Introduction: Early-onset colorectal cancer (CRC), as defined by CRC diagnosed before age 50, has been increasing in the past 2 decades, with unidentified reasons. Type 2 diabetes increases risk of CRC with average age of onset, however, epidemiological data linking type 2 diabetes and risk of early-onset CRC is thus far limited.

Methods: To examine the association between type 2 diabetes and risk of early-onset CRC, we conducted a nested case-control study of early-onset CRC among participants aged 18-50 years with at least 2 years and 3 months of continuous enrollment in the IBM® MarketScan® Research Databases (2006-2015), the largest database that covers healthcare claims from over 150 million privately insured adults in the US. Incident CRC cases were identified using ICD-9-CM diagnosis codes on pathologists' claims. For cases, the index dates were set at the first pathologist date. Controls without CRC were identified using 1:8 frequency matching on age, sex, and geographical region, duration of insurance enrollment, and Rx coverage. Type 2 diabetes within 2 years of the index dates were identified through the ICD-9-CM and confirmed by Klabunde algorithm. Multivariate logistic regression was used to estimate the odds ratios (ORs) and 95% confidence intervals (CIs).

Results: A total of 5986 early-onset CRC cases were identified. Type 2 diabetes was significantly associated with an increased risk of early-onset CRC (prevalence in cases/controls: 7.2% vs 4.3%; OR: 1.40, 95% CI 1.24-1.56), after adjusting for the matching factors, health care utilization, Charlson Comorbidity Index, obesity, inflammatory bowel disease (IBD), colonoscopy and fecal occult blood test (FOBT), and family history of gastrointestinal neoplasm. Notably, the association between type 2 diabetes and early onset-CRC was similar for colon (OR: 1.44, 95% CI 1.25-1.64) and rectal cancer (OR: 1.30, 95% CI 1.18-1.56) (Pheterogeneity = 0.41). These associations remain similar while we restricted the analyses to individuals without IBD, endoscopy/FOBT, or early symptoms, respectively. In addition, the findings were also similar for women and men, as well as CRC diagnosed before and after age 45.

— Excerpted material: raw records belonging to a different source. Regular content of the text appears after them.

/// Raw byte sources for parse workers: HTTP, local files or memory
use std::collections::HashMap;
use std::path::Path;
use std::sync::RwLock;

use crate::error::{LoadError, LoadResult};

/// Fetches the complete contents behind a URL.
pub trait SourceFetcher: Send + Sync {
    fn fetch(&self, url: &str) -> LoadResult<Vec<u8>>;
}

/// HTTP(S) fetcher that also reads local paths and `file://` URLs.
pub struct HttpFetcher {
    client: reqwest::blocking::Client,
}

impl HttpFetcher {
    pub fn new() -> LoadResult<Self> {
        let client = reqwest::blocking::Client::builder()
            .build()
            .map_err(|e| LoadError::Transport {
                url: String::new(),
                message: e.to_string(),
            })?;
        Ok(Self { client })
    }

    fn fetch_http(&self, url: &str) -> LoadResult<Vec<u8>> {
        let transport = |e: reqwest::Error| LoadError::Transport {
            url: url.to_string(),
            message: e.to_string(),
        };

        let response = self.client.get(url).send().map_err(transport)?;
        let status = response.status();
        if !status.is_success() {
            return Err(LoadError::Fetch {
                url: url.to_string(),
                status: status.as_u16(),
            });
        }

        Ok(response.bytes().map_err(transport)?.to_vec())
    }
}

impl SourceFetcher for HttpFetcher {
    fn fetch(&self, url: &str) -> LoadResult<Vec<u8>> {
        if url.starts_with("http://") || url.starts_with("https://") {
            self.fetch_http(url)
        } else {
            read_local(url)
        }
    }
}

fn read_local(url: &str) -> LoadResult<Vec<u8>> {
    let path = url.strip_prefix("file://").unwrap_or(url);
    std::fs::read(Path::new(path)).map_err(|e| LoadError::Transport {
        url: url.to_string(),
        message: e.to_string(),
    })
}

/// In-memory source keyed by URL; unknown URLs answer HTTP 404.
#[derive(Default)]
pub struct MemoryFetcher {
    files: RwLock<HashMap<String, Vec<u8>>>,
}

impl MemoryFetcher {
    pub fn new() -> Self {
        Self::default()
    }

    pub fn insert(&self, url: impl Into<String>, bytes: Vec<u8>) {
        if let Ok(mut files) = self.files.write() {
            files.insert(url.into(), bytes);
        }
    }

    pub fn with_file(self, url: impl Into<String>, bytes: Vec<u8>) -> Self {
        self.insert(url, bytes);
        self
    }
}

impl SourceFetcher for MemoryFetcher {
    fn fetch(&self, url: &str) -> LoadResult<Vec<u8>> {
        let files = self.files.read().map_err(|_| LoadError::Transport {
            url: url.to_string(),
            message: "memory source poisoned".into(),
        })?;
        files.get(url).cloned().ok_or_else(|| LoadError::Fetch {
            url: url.to_string(),
            status: 404,
        })
    }
}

Conclusions: Type 2 diabetes was associated with increased risk of early-onset CRC with similar strength of associations for colon and rectal cancer.

Citation Format: Zitong Li, Xiaobin Zheng, Katelin B. Nickel, Hanyu Chen, Andrew Tipping, Long H. Nguyen, Andrew T. Chan, Ryan C. Fields, Nicholas O. Davidson, Edward Giovannucci, Margaret A. Olsen, Peter T. Campbell, Graham A. Colditz, Yin Cao. Diabetes and risk of early-onset colorectal cancer [abstract]. In: Proceedings of the Annual Meeting of the American Association for Cancer Research 2020; 2020 Apr 27-28 and Jun 22-24. Philadelphia (PA): AACR; Cancer Res 2020;80(16 Suppl):Abstract nr 2351.